Yajko: I didn’t really question it. It wasn’t a matter of liking or not liking. We all had prescribed roles. You adapt to the circumstances in ways that you really don’t understand. You just do them because things need to be done.
It was an odd position for me to be in because my father had been a powerful figure and a very successful businessman in Poland. And, all of a sudden, he is in a totally different country where all that he was breaks down for him. So he had to look to his daughters for support. He didn’t have to ask, we understood. There was an unspoken understanding of what we needed to do to help our parents maintain their roles.
It was very difficult for my father.
My sister and I still had to abide by the rules our parents had established for us in Poland. My new American friends were doing things and going places that I knew I couldn’t even ask my parents for.
Gallacher: How has the experience of leaving your homeland impacted your life?
Yajko: Hmm, not in the best of ways. Working through that experience has not been an easy thing for me to do. Being pushed out of your country makes you feel “less than.” It’s not easy. And, in order to continue on and make it through the trials and tribulations of being an immigrant, you make a little place in your heart that you can fill with whatever feelings you choose. I chose to fill it with disdain for my heritage. Consequently I didn’t teach my son Polish and I didn’t speak Polish. I wanted to relieve myself of my heritage. I had decided that if they didn’t want me then why would I want them back.
Although my approach was a reasonable defense mechanism that served me well and propelled me to some positive action, it also left certain scars. And then something happened 17 years ago that really helped me. My husband took me on a surprise trip for our honeymoon. We went to Greece and Vienna. It was at that time that the war in Yugoslavia broke out and suddenly it wasn’t safe for us to go on the train. So we flew into Vienna and back tracked in a car to a place in Czechoslovakia do some sightseeing.

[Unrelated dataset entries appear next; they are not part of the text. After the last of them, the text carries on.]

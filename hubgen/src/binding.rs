//! Rendering of discovered interfaces into target type text.
//!
//! Each method is validated against its interface role and every
//! parameter and return type is run through the mapper chain. A method that
//! fails either step is dropped from its interface and reported as a
//! [`Diagnostic`]; the rest of the interface is kept.

use std::collections::BTreeSet;

use tracing::warn;

use crate::classify::{shape_violation, Classification, InterfaceRole, MethodShape};
use crate::descriptor::{InterfaceDescriptor, MethodDescriptor};
use crate::diagnostics::{Diagnostic, DiagnosticKind};
use crate::mapper::{MapperChain, Position, TransportWrapper, TypeReferences};
use crate::special::SpecialSymbols;
use crate::symbols::{SymbolModel, TypeHandle};

/// A data type the rendered text refers to by name.
#[derive(Debug, Clone, PartialEq, Eq, Hash, PartialOrd, Ord)]
pub struct TypeImport {
    pub namespace: String,
    pub name: String,
}

#[derive(Debug, Clone, PartialEq, Eq)]
pub struct MappedParameter {
    pub name: String,
    /// Rendered target type.
    pub text: String,
    /// Source type as the host language displays it.
    pub display: String,
}

#[derive(Debug, Clone, PartialEq, Eq)]
pub struct MappedMethod {
    pub local_name: String,
    pub wire_name: String,
    pub shape: MethodShape,
    /// Parameters in declaration order, cancellation tokens removed.
    pub parameters: Vec<MappedParameter>,
    pub return_text: String,
    pub return_display: String,
}

impl MappedMethod {
    /// `name: type` pairs joined for a signature.
    pub fn parameter_list(&self) -> String {
        self.parameters
            .iter()
            .map(|p| format!("{}: {}", p.name, p.text))
            .collect::<Vec<_>>()
            .join(", ")
    }

    /// Parameter names joined for a call site.
    pub fn argument_list(&self) -> String {
        self.parameters
            .iter()
            .map(|p| p.name.as_str())
            .collect::<Vec<_>>()
            .join(", ")
    }
}

/// An interface whose surviving members are fully rendered.
#[derive(Debug, Clone, PartialEq, Eq)]
pub struct MappedInterface {
    pub name: String,
    pub namespace: String,
    pub qualified_name: String,
    pub role: InterfaceRole,
    pub methods: Vec<MappedMethod>,
    /// Transport wrappers used by any member.
    pub wrappers: BTreeSet<TransportWrapper>,
    /// Data types used by any member.
    pub imports: BTreeSet<TypeImport>,
}

/// Maps descriptors through a mapper chain.
pub struct Binder<'a, 'o> {
    model: &'a SymbolModel<'o>,
    special: &'a SpecialSymbols,
    chain: &'a MapperChain,
}

impl<'a, 'o> Binder<'a, 'o> {
    pub fn new(model: &'a SymbolModel<'o>, special: &'a SpecialSymbols, chain: &'a MapperChain) -> Self {
        Self {
            model,
            special,
            chain,
        }
    }

    /// Render an interface, appending a diagnostic for every dropped member.
    pub fn bind(&self, interface: &InterfaceDescriptor, diagnostics: &mut Vec<Diagnostic>) -> MappedInterface {
        let mut references = TypeReferences::default();
        let mut methods = Vec::with_capacity(interface.methods.len());

        for method in &interface.methods {
            match self.bind_method(interface, method, &mut references) {
                Ok(mapped) => methods.push(mapped),
                Err(diagnostic) => {
                    warn!(%diagnostic, "dropping method");
                    diagnostics.push(diagnostic);
                }
            }
        }

        MappedInterface {
            name: interface.name.clone(),
            namespace: interface.namespace.clone(),
            qualified_name: interface.qualified_name.clone(),
            role: interface.role,
            methods,
            wrappers: references.wrappers,
            imports: self.imports(&references.data_types),
        }
    }

    fn bind_method(
        &self,
        interface: &InterfaceDescriptor,
        method: &MethodDescriptor,
        references: &mut TypeReferences,
    ) -> Result<MappedMethod, Diagnostic> {
        let oracle = self.model.oracle();
        let classification = Classification {
            shape: method.shape,
            payload: method.payload,
        };

        if let Some(message) = shape_violation(
            self.model,
            self.special,
            interface.role,
            method.handle,
            &classification,
        ) {
            return Err(
                Diagnostic::new(DiagnosticKind::ShapeViolation, &interface.qualified_name, message)
                    .with_method(&method.wire_name),
            );
        }

        // Both mappings must succeed before anything is recorded.
        let mut method_references = TypeReferences::default();
        let mut parameters = Vec::with_capacity(method.parameters.len());

        for parameter in &method.parameters {
            if self.special.is_cancellation_token(parameter.ty) {
                continue;
            }

            let mapped = self
                .chain
                .map_type(self.model, self.special, parameter.ty, Position::Argument)
                .map_err(|err| {
                    Diagnostic::new(
                        DiagnosticKind::UnsupportedType,
                        &interface.qualified_name,
                        err.to_string(),
                    )
                    .with_method(&method.wire_name)
                    .with_parameter(&parameter.name)
                })?;

            method_references.extend(mapped.references);
            parameters.push(MappedParameter {
                name: parameter.name.clone(),
                text: mapped.text,
                display: oracle.display_string(parameter.ty),
            });
        }

        let position = match interface.role {
            InterfaceRole::Hub => Position::HubReturn,
            InterfaceRole::Receiver => Position::ReceiverReturn,
        };
        let returned = self
            .chain
            .map_type(self.model, self.special, method.return_type, position)
            .map_err(|err| {
                Diagnostic::new(
                    DiagnosticKind::UnsupportedType,
                    &interface.qualified_name,
                    err.to_string(),
                )
                .with_method(&method.wire_name)
            })?;
        method_references.extend(returned.references);

        references.extend(method_references);

        Ok(MappedMethod {
            local_name: method.name.clone(),
            wire_name: method.wire_name.clone(),
            shape: method.shape,
            parameters,
            return_text: returned.text,
            return_display: oracle.display_string(method.return_type),
        })
    }

    fn imports(&self, data_types: &BTreeSet<TypeHandle>) -> BTreeSet<TypeImport> {
        let oracle = self.model.oracle();
        data_types
            .iter()
            .map(|ty| TypeImport {
                namespace: oracle.namespace(*ty).to_string(),
                name: oracle.name(*ty).to_string(),
            })
            .collect()
    }
}
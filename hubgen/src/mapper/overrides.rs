use std::collections::BTreeMap;

use super::{MapContext, TypeMapper};
use crate::error::MapError;
use crate::symbols::TypeHandle;

/// Configured literal renderings keyed by metadata name.
///
/// Overrides win over every other mapper. A constructed generic is matched
/// by its definition's metadata name and its type arguments are ignored.
#[derive(Debug, Clone, Default)]
pub struct OverrideMapper {
    overrides: BTreeMap<String, String>,
}

impl OverrideMapper {
    pub fn new(overrides: BTreeMap<String, String>) -> Self {
        Self { overrides }
    }

    /// Add a custom type override.
    pub fn add_override(&mut self, metadata_name: impl Into<String>, target: impl Into<String>) {
        self.overrides.insert(metadata_name.into(), target.into());
    }

    pub fn is_empty(&self) -> bool {
        self.overrides.is_empty()
    }

    fn lookup(&self, ty: TypeHandle, cx: &MapContext<'_, '_>) -> Option<&String> {
        self.overrides.get(&cx.oracle().metadata_name(ty))
    }
}

impl TypeMapper for OverrideMapper {
    fn name(&self) -> &'static str {
        "override"
    }

    fn can_handle(&self, ty: TypeHandle, cx: &MapContext<'_, '_>) -> bool {
        self.lookup(ty, cx).is_some()
    }

    fn map_to(&self, ty: TypeHandle, cx: &mut MapContext<'_, '_>) -> Result<String, MapError> {
        self.lookup(ty, cx)
            .cloned()
            .ok_or_else(|| MapError::unsupported(cx.oracle().display_string(ty)))
    }
}

#[cfg(test)]
mod tests {
    use std::sync::Arc;

    use super::super::test_support::{graph, special};
    use super::super::{MapperChain, Position};
    use super::*;
    use crate::symbols::{SymbolModel, TypeDecl};

    #[test]
    fn test_override_wins_and_applies_nested() {
        let (mut graph, _) = graph();
        let big = graph.declare(TypeDecl::structure("System.Numerics", "BigInteger").referenced());
        let int = graph.lookup("System.Int32").unwrap();
        let list = graph
            .construct_named("System.Collections.Generic.List`1", &[big])
            .unwrap();

        let mut overrides = OverrideMapper::default();
        overrides.add_override("System.Numerics.BigInteger", "bigint");
        overrides.add_override("System.Int32", "Int32");

        let mut chain = MapperChain::builtin();
        chain.push_front(Arc::new(overrides));

        let special = special(&graph);
        let model = SymbolModel::new(&graph);

        let mapped = chain.map_type(&model, &special, list, Position::Argument).unwrap();
        assert_eq!(mapped.text, "bigint[]");
        let mapped = chain.map_type(&model, &special, int, Position::Argument).unwrap();
        assert_eq!(mapped.text, "Int32");
    }
}
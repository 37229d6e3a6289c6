use super::{MapContext, Position, TransportWrapper, TypeMapper};
use crate::classify::is_stream;
use crate::error::MapError;
use crate::symbols::TypeHandle;

/// `Task` -> `Promise<void>`.
#[derive(Debug, Clone, Copy, Default)]
pub struct TaskMapper;

impl TypeMapper for TaskMapper {
    fn name(&self) -> &'static str {
        "task"
    }

    fn can_handle(&self, ty: TypeHandle, cx: &MapContext<'_, '_>) -> bool {
        cx.special().is_task(ty)
    }

    fn map_to(&self, _ty: TypeHandle, _cx: &mut MapContext<'_, '_>) -> Result<String, MapError> {
        Ok("Promise<void>".to_string())
    }
}

/// `Task<T>` -> `Promise<T>`.
///
/// As a hub return, `Task<IAsyncEnumerable<T>>` and `Task<ChannelReader<T>>`
/// are server-to-client streams and render as `IStreamResult<T>`.
#[derive(Debug, Clone, Copy, Default)]
pub struct GenericTaskMapper;

impl TypeMapper for GenericTaskMapper {
    fn name(&self) -> &'static str {
        "generic-task"
    }

    fn can_handle(&self, ty: TypeHandle, cx: &MapContext<'_, '_>) -> bool {
        cx.model().is_constructed_from(ty, cx.special().generic_task)
    }

    fn map_to(&self, ty: TypeHandle, cx: &mut MapContext<'_, '_>) -> Result<String, MapError> {
        let inner = cx.type_argument(ty)?;

        if cx.position() == Position::HubReturn && is_stream(cx.model(), cx.special(), inner) {
            let element = cx.type_argument(inner)?;
            cx.note_wrapper(TransportWrapper::StreamResult);
            return Ok(format!("IStreamResult<{}>", cx.map_nested(element)?));
        }

        Ok(format!("Promise<{}>", cx.map_nested(inner)?))
    }
}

One afternoon we were looking at the map and realized I was only a few hours from my hometown. I dissolved in tears. I realized I had to go. So we drove for eight hours. It was the evening of All Saints Day. The towns were very dark and all the little cemeteries were aglow with decorative lights. I arrived about nine o’clock at night and I called my best friend from childhood. She came and brought with her many of our friends and we talked through the night. And then, the next morning, I had to go back. That visit opened the door for me and helped me begin to heal.
Two years later, my sister and I returned. When our friends came to greet us they brought with them little souvenirs and keepsakes that I had given them when I left so many years ago. That really touched my heart.
Note: Colorado Mountain College has established the No Barriers Scholarship Fund to honor Alexandra Yajko’s 33 years of service.